- [What this task involves]
Search the listing below for the line containing "fn default() ->". From there through the line containing "upstream trigger ids.", transcribe every line exactly, both ends included.

※

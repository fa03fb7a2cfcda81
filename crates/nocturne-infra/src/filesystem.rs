//! Local filesystem adapter.
//!
//! Implements the `FileSystem` trait from `nocturne-core` through `tokio::fs`.

use std::path::Path;

use nocturne_core::fs::FileSystem;

/// Local filesystem implementation of the `FileSystem` trait.
pub struct LocalFileSystem;

impl LocalFileSystem {
    /// Create a new LocalFileSystem adapter.
    pub fn new() -> Self {
        Self
    }
}

impl Default for LocalFileSystem {
    fn default() -> Self {
        Self::new()
    }
}

impl FileSystem for LocalFileSystem {
    async fn read_file(&self, path: &Path) -> Result<String, std::io::Error> {
        tokio::fs::read_to_string(path).await
    }
}
//! Sleep lookup trait used to confirm upstream trigger ids.

use nocturne_types::session::LookupOutcome;

/// Optional external collaborator that checks a sleep id exists upstream.
///
/// "Not installed" and "did not answer" are reported as
/// [`LookupOutcome::Unavailable`], a normal outcome rather than an error.
pub trait SleepLookup: Send + Sync {
    fn lookup(
        &self,
        sleep_id: &str,
    ) -> impl std::future::Future<Output = LookupOutcome> + Send;
}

※

- [Answer for the task]
    fn default() -> Self {
        Self::new()
    }
}

impl FileSystem for LocalFileSystem {
    async fn read_file(&self, path: &Path) -> Result<String, std::io::Error> {
        tokio::fs::read_to_string(path).await
    }
}
//! Sleep lookup trait used to confirm upstream trigger ids.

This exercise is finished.